You don't need RAID, you can always do the copying manually. A Promise 100TX2 or 133TX2 PCI non-RAID card goes for $30 new or about $20 shipped in the FS/FT forum from someone who got it bundled with a hard drive. A Promise RAID card is about $75. If it's not RAID the drives can also be mismatched, like a 80-120 GB work drive and a 40-80 GB backup drive.

For the drives, look in Hot Deals for the latest deals, or just go to newegg.com if you hate rebates. WD is a good choice, especially the 8MB with 3-year warranty. Samsung's drives are cheap and the reviews I've seen are positive.
 
I don't know if you really need to go to a Raid system. But if you do upgrade to a larger drive with 8 mb of cache, I would suggest that you use a utility like Norton Ghost to copy your current drive over to your new larger, faster drive. Then simply switch the jumper on the new drive from slave to master, and set it up as your primary drive. Make sure that everything is complete on the new "master", and then reinstall your old drive as the slave. You can then even format your old drive and use it exclusively for storage or backups or programs, whatever. By using the new larger faster drive as your primary drive, it will give your system a nice boost. It should even boot more quickly. I have done this a couple of times. The 7200 rpm drives with 8 mb of cache work really well. I have both the WD 80 gig SE and a couple of the new maxtor 80 gig 8 mb cache drives. Choose the Western Digital if you want the 3 year warranty, go for Maxtor for the ATA 133 and a 1 year warranty. I usually just buy the best deal, which is why 2 of my systems have the Maxtor and only 1 has the WD. Both brands are working fine, so far.
 
As the others have mentioned, RAID is not what you want. RAID is not meant to be used as a data backup method. It is meant to protect you from hardware failures. In RAID 1, if you screw the data up on one drive, it gets copied to the second drive and now you have 2 copies of the same screwed up data.
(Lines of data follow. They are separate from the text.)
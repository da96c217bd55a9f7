//! Main configuration types.
//!
//! This module provides the top-level [`RelayConfig`] struct and its builder.

use serde::{Deserialize, Serialize};

use crate::{ChainConfig, ConfigError, ConfigResult, LogFormat, LoggingConfig, MetricsSection};

/// Complete Relay configuration.
///
/// Use [`ConfigLoader`](crate::ConfigLoader) to load it from files and
/// environment variables.
///
/// # Example
///
/// ```
/// use relay_config::RelayConfig;
///
/// let config = RelayConfig::default();
/// assert_eq!(config.chain.max_chain_size, 50);
/// ```
#[derive(Debug, Clone, Serialize, Deserialize, PartialEq, Eq, Default)]
#[serde(deny_unknown_fields)]
pub struct RelayConfig {
    /// Chain limits and default execution options.
    #[serde(default)]
    pub chain: ChainConfig,

    /// Logging configuration.
    #[serde(default)]
    pub logging: LoggingConfig,

    /// Metrics exporter configuration.
    #[serde(default)]
    pub metrics: MetricsSection,
}

impl RelayConfig {
    /// Create a new configuration builder.
    #[must_use]
    pub fn builder() -> RelayConfigBuilder {
        RelayConfigBuilder::default()
    }

    /// Validate the configuration.
    ///
    /// # Errors
    ///
    /// Returns `ConfigError::InvalidValue` naming the first offending field.
    pub fn validate(&self) -> ConfigResult<()> {
        if self.chain.max_chain_size == 0 {
            return Err(ConfigError::invalid_value(
                "chain.max_chain_size",
                "must be at least 1",
            ));
        }

        if self.chain.max_retries == 0 {
            return Err(ConfigError::invalid_value(
                "chain.max_retries",
                "must be at least 1",
            ));
        }

        if self.chain.default_timeout_ms == 0 {
            return Err(ConfigError::invalid_value(
                "chain.default_timeout_ms",
                "must be at least 1",
            ));
        }

        if self.chain.parallel_execution && self.chain.parallel_groups.is_empty() {
            return Err(ConfigError::invalid_value(
                "chain.parallel_groups",
                "parallel_execution requires at least one group",
            ));
        }

        if self.logging.level.trim().is_empty() {
            return Err(ConfigError::invalid_value("logging.level", "must not be empty"));
        }

        if self.metrics.enabled && self.metrics.addr.parse::<std::net::SocketAddr>().is_err() {
            return Err(ConfigError::invalid_value(
                "metrics.addr",
                format!("invalid socket address: {}", self.metrics.addr),
            ));
        }

        Ok(())
    }

    /// Create a development configuration preset.
    ///
    /// Debug level pretty logs with source locations, no metrics exporter
    /// and no retries, so failures surface immediately.
    ///
    /// # Example
    ///
    /// ```
    /// use relay_config::RelayConfig;
    ///
    /// let config = RelayConfig::development();
    /// assert_eq!(config.logging.level, "debug");
    /// ```
    #[must_use]
    pub fn development() -> Self {
        let mut config = Self::default();

        config.logging.level = "debug".to_string();
        config.logging.format = LogFormat::Pretty;
        config.logging.ansi_enabled = true;
        config.logging.include_location = true;
        config.logging.span_events = true;

        config.metrics.enabled = false;
        config.chain.enable_retries = false;

        config
    }

    /// Create a production configuration preset.
    ///
    /// # Example
    ///
    /// ```
    /// use relay_config::{LogFormat, RelayConfig};
    ///
    /// let config = RelayConfig::production();
    /// assert_eq!(config.logging.format, LogFormat::Json);
    /// ```
    #[must_use]
    pub fn production() -> Self {
        let mut config = Self::default();

        config.logging.level = "info".to_string();
        config.logging.format = LogFormat::Json;
        config.logging.ansi_enabled = false;

        config.metrics.enabled = true;

        config
    }
}

/// Builder for [`RelayConfig`].
#[derive(Debug, Default)]
pub struct RelayConfigBuilder {
    chain: Option<ChainConfig>,
    logging: Option<LoggingConfig>,
    metrics: Option<MetricsSection>,
}

impl RelayConfigBuilder {
    /// Set the chain configuration.
    #[must_use]
    pub fn chain(mut self, chain: ChainConfig) -> Self {
        self.chain = Some(chain);
        self
    }

    /// Set the logging configuration.
    #[must_use]
    pub fn logging(mut self, logging: LoggingConfig) -> Self {
        self.logging = Some(logging);
        self
    }

    /// Set the metrics configuration.
    #[must_use]
    pub fn metrics(mut self, metrics: MetricsSection) -> Self {
        self.metrics = Some(metrics);
        self
    }

    /// Build the configuration. Unset sections use their defaults.
    #[must_use]
    pub fn build(self) -> RelayConfig {
        RelayConfig {
            chain: self.chain.unwrap_or_default(),
            logging: self.logging.unwrap_or_default(),
            metrics: self.metrics.unwrap_or_default(),
        }
    }
}
//! Declarative execution conditions.
//!
//! A middleware with conditions runs only when every condition holds. Each
//! condition reads one target value from the context and applies an
//! operator:
//!
//! | Type | Target |
//! |---|---|
//! | `path` | request path |
//! | `method` | request method (case-insensitive for `equals`) |
//! | `header` | value of the header named by `field` |
//! | `context_value` | context attribute named by `field` |
//! | `custom` | none, always holds |
//!
//! A missing target fails every operator except `exists`. `negate` inverts
//! the final result.

use relay_core::ExecutionContext;
use regex::Regex;
use serde::{Deserialize, Serialize};
use std::sync::OnceLock;
use tracing::warn;

/// What a condition inspects.
#[derive(Debug, Clone, Copy, PartialEq, Eq, Serialize, Deserialize)]
#[serde(rename_all = "snake_case")]
pub enum ConditionType {
    /// The request path.
    Path,
    /// The request method.
    Method,
    /// A request header.
    Header,
    /// A context attribute.
    ContextValue,
    /// Evaluated by the middleware's own `should_execute` hook.
    Custom,
}

/// How the target is compared with the condition value.
#[derive(Debug, Clone, Copy, PartialEq, Eq, Serialize, Deserialize)]
#[serde(rename_all = "snake_case")]
pub enum ConditionOperator {
    /// Exact match.
    Equals,
    /// Substring match.
    Contains,
    /// Prefix match.
    StartsWith,
    /// Suffix match.
    EndsWith,
    /// Regular expression match.
    Regex,
    /// The target is present.
    Exists,
}

/// A single execution condition.
///
/// # Example
///
/// ```
/// use relay_core::ExecutionContext;
/// use relay_middleware::{Condition, ConditionOperator};
/// use http::{HeaderValue, Method};
///
/// let ctx = ExecutionContext::new(Method::POST, "/api/upload")
///     .with_header("content-type", HeaderValue::from_static("image/png"));
///
/// assert!(Condition::path_starts_with("/api").matches(&ctx));
/// assert!(Condition::header("content-type", ConditionOperator::StartsWith, "image/").matches(&ctx));
/// assert!(Condition::method("GET").negated().matches(&ctx));
/// ```
#[derive(Debug, Clone, Serialize, Deserialize)]
pub struct Condition {
    /// What the condition inspects.
    #[serde(rename = "type")]
    pub kind: ConditionType,
    /// Comparison operator.
    pub operator: ConditionOperator,
    /// Header name or attribute key for `header` and `context_value`.
    #[serde(default, skip_serializing_if = "Option::is_none")]
    pub field: Option<String>,
    /// Comparison operand. Ignored by `exists`.
    #[serde(default)]
    pub value: String,
    /// Inverts the result.
    #[serde(default)]
    pub negate: bool,
    #[serde(skip)]
    compiled: OnceLock<Option<Regex>>,
}

impl Condition {
    /// Creates a condition.
    pub fn new(kind: ConditionType, operator: ConditionOperator, value: impl Into<String>) -> Self {
        Self {
            kind,
            operator,
            field: None,
            value: value.into(),
            negate: false,
            compiled: OnceLock::new(),
        }
    }

    /// Matches paths against `operator`.
    pub fn path(operator: ConditionOperator, value: impl Into<String>) -> Self {
        Self::new(ConditionType::Path, operator, value)
    }

    /// Matches paths starting with `prefix`.
    pub fn path_starts_with(prefix: impl Into<String>) -> Self {
        Self::path(ConditionOperator::StartsWith, prefix)
    }

    /// Matches the request method.
    pub fn method(method: impl Into<String>) -> Self {
        Self::new(ConditionType::Method, ConditionOperator::Equals, method)
    }

    /// Matches the named header against `operator`.
    pub fn header(
        name: impl Into<String>,
        operator: ConditionOperator,
        value: impl Into<String>,
    ) -> Self {
        Self::new(ConditionType::Header, operator, value).with_field(name)
    }

    /// Holds when the named header is present.
    pub fn header_exists(name: impl Into<String>) -> Self {
        Self::header(name, ConditionOperator::Exists, "")
    }

    /// Matches the named context attribute against `operator`.
    pub fn context_value(
        key: impl Into<String>,
        operator: ConditionOperator,
        value: impl Into<String>,
    ) -> Self {
        Self::new(ConditionType::ContextValue, operator, value).with_field(key)
    }

    /// A condition left to the middleware's `should_execute` hook.
    pub fn custom(label: impl Into<String>) -> Self {
        Self::new(ConditionType::Custom, ConditionOperator::Equals, label)
    }

    /// Sets the header name or attribute key.
    #[must_use]
    pub fn with_field(mut self, field: impl Into<String>) -> Self {
        self.field = Some(field.into());
        self
    }

    /// Inverts the condition.
    #[must_use]
    pub fn negated(mut self) -> Self {
        self.negate = !self.negate;
        self
    }

    /// Evaluates the condition against a context.
    pub fn matches(&self, ctx: &ExecutionContext) -> bool {
        self.evaluate(ctx) != self.negate
    }

    fn evaluate(&self, ctx: &ExecutionContext) -> bool {
        let target = match self.kind {
            ConditionType::Custom => return true,
            ConditionType::Path => Some(ctx.path().to_string()),
            ConditionType::Method => Some(ctx.method().as_str().to_string()),
            ConditionType::Header => self
                .field
                .as_deref()
                .and_then(|name| ctx.header(name))
                .map(str::to_string),
            ConditionType::ContextValue => {
                self.field.as_deref().and_then(|key| ctx.attribute(key))
            }
        };

        let Some(target) = target else {
            return false;
        };

        match self.operator {
            ConditionOperator::Exists => true,
            ConditionOperator::Equals if self.kind == ConditionType::Method => {
                target.eq_ignore_ascii_case(&self.value)
            }
            ConditionOperator::Equals => target == self.value,
            ConditionOperator::Contains => target.contains(&self.value),
            ConditionOperator::StartsWith => target.starts_with(&self.value),
            ConditionOperator::EndsWith => target.ends_with(&self.value),
            ConditionOperator::Regex => self
                .regex()
                .is_some_and(|regex| regex.is_match(&target)),
        }
    }

    fn regex(&self) -> Option<&Regex> {
        self.compiled
            .get_or_init(|| match Regex::new(&self.value) {
                Ok(regex) => Some(regex),
                Err(e) => {
                    warn!(pattern = %self.value, error = %e, "invalid condition regex");
                    None
                }
            })
            .as_ref()
    }
}

impl PartialEq for Condition {
    fn eq(&self, other: &Self) -> bool {
        self.kind == other.kind
            && self.operator == other.operator
            && self.field == other.field
            && self.value == other.value
            && self.negate == other.negate
    }
}

impl Eq for Condition {}

/// Evaluates a condition list. An empty list always holds.
pub fn evaluate(conditions: &[Condition], ctx: &ExecutionContext) -> bool {
    conditions.iter().all(|condition| condition.matches(ctx))
}
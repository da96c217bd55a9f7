//! # Relay Middleware
//!
//! Dependency-ordered middleware chain execution engine.
//!
//! Middleware are registered with a priority, dependencies, conditions and
//! an optional timeout. The chain computes a deterministic execution order
//! and runs it sequentially, or runs caller-defined parallel groups, with
//! per-middleware timeouts, retries, conditional skipping and cooperative
//! cancellation.
//!
//! ## Components
//!
//! | Module | Purpose |
//! |--------|---------|
//! | [`registry`] | Unique names, dependency existence, safe removal |
//! | [`validator`] | Cycles, missing dependencies, size limit, priority conflicts |
//! | [`order`] | Priority-respecting topological sort |
//! | [`condition`] | Declarative execution conditions |
//! | [`executor`] | Sequential and parallel execution with retries |
//! | [`result`] | Per-middleware results and performance summary |
//! | [`policy`] | Policy Enforcement Point boundary |
//! | [`chain`] | Facade tying the above together |
//!
//! ## Example
//!
//! ```
//! use http::Method;
//! use relay_core::{ChainState, ExecutionContext};
//! use relay_middleware::{FnMiddleware, MiddlewareChain, MiddlewareDescriptor};
//!
//! # tokio_test::block_on(async {
//! let chain = MiddlewareChain::new();
//!
//! chain.register(
//!     MiddlewareDescriptor::new("auth", FnMiddleware::new(|ctx| {
//!         Box::pin(async move {
//!             ctx.set_attribute("user", "u-1");
//!             Ok(())
//!         })
//!     }))
//!     .with_priority(100),
//! )?;
//!
//! chain.register(
//!     MiddlewareDescriptor::new("audit", FnMiddleware::new(|ctx| {
//!         Box::pin(async move {
//!             assert_eq!(ctx.attribute("user").as_deref(), Some("u-1"));
//!             Ok(())
//!         })
//!     }))
//!     .with_dependency("auth"),
//! )?;
//!
//! assert!(chain.validate().valid);
//! assert_eq!(chain.execution_order(), vec!["auth", "audit"]);
//!
//! let result = chain.execute(ExecutionContext::new(Method::GET, "/"), None).await?;
//! assert_eq!(result.state(), ChainState::Completed);
//! # Ok::<(), relay_core::ChainError>(())
//! # }).unwrap();
//! ```

#![doc(html_root_url = "https://docs.rs/relay-middleware/0.1.0")]
#![warn(missing_docs)]
#![forbid(unsafe_code)]

pub mod chain;
pub mod condition;
pub mod descriptor;
pub mod executor;
pub mod middleware;
pub mod options;
pub mod order;
pub mod policy;
pub mod registry;
pub mod result;
pub mod validator;

pub use chain::{ChainInfo, MiddlewareChain, MiddlewareSummary};
pub use condition::{Condition, ConditionOperator, ConditionType};
pub use descriptor::MiddlewareDescriptor;
pub use executor::ChainExecutor;
pub use middleware::{BoxFuture, FnMiddleware, Middleware, Recovery};
pub use options::{ExecutionOptions, ParallelGroup};
pub use order::execution_order;
pub use policy::{
    PolicyDecision, PolicyEnforcementPoint, PolicyEnforcer, PolicyError, PolicyMiddleware,
    PolicyOutcome, PolicyRequest, RbacPolicyPoint,
};
pub use registry::MiddlewareRegistry;
pub use result::{ChainMetadata, ChainResult, ExecutionResult, PerformanceSummary};
pub use validator::{ChainValidator, ValidationReport, ValidationWarning, ValidatorConfig};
How useful is that? 2 drives is the easiest way to backup data, but it is smarter to either buy an external USB/firewire drive or a 2nd drive and a removable drive bay. This way you can manually backup the data when you want to, then remove it from the computer to prevent the data from getting corrupted by a virus, power surge or something else.
 
ATA133 = marketing gimmick, so don't use that in your decision making process

as Pariah said, RAID is for hardware failure protection, not data backups

You don't want to use the 5400 RPM drive as your boot drive if you're gonna have a much fastser 7200 RPM 8 MB cache drive in the PC. Video editing will still be slowed because no matter what you do, it will need files from the boot drive... my recommendation, like novice's, would be to use something like Norton Ghost to mirror your current drive to the new one... then if you still want to use the old one, dump your video files to that drive after you've edited them and use it for storage.
 
Thanks for all the helpful replies everyone! I'm not going to go with a RAID setup after all.

Jeff7181: Yes, a 5400 RPM boot drive is pretty terrible. 🙁

I think I'll get a good 7200 RPM hard drive (WD 8MB "SE" of some sort probably) and mirror my 30GB so I can boot off of it. Then I can archive stuff onto the slave.

I might get another 40GB or so down the road too.
 
Might also be a good idea to ONLY give the Administrator account permission to change files on the drive you're using for archiving... then when you want to backup, log into the Admin account and back up... that way a virus or something can't mess with the data on that drive.
 
What's the best choice for drive mirroring? I know there are a few (Norton Ghost, PowerQuest DriveImage, etc) and I've never researched them or anything.

Also, is it a good idea to partition my new drive? I would sort of rather keep it to 1 drive letter per drive but if it's important to do it I will.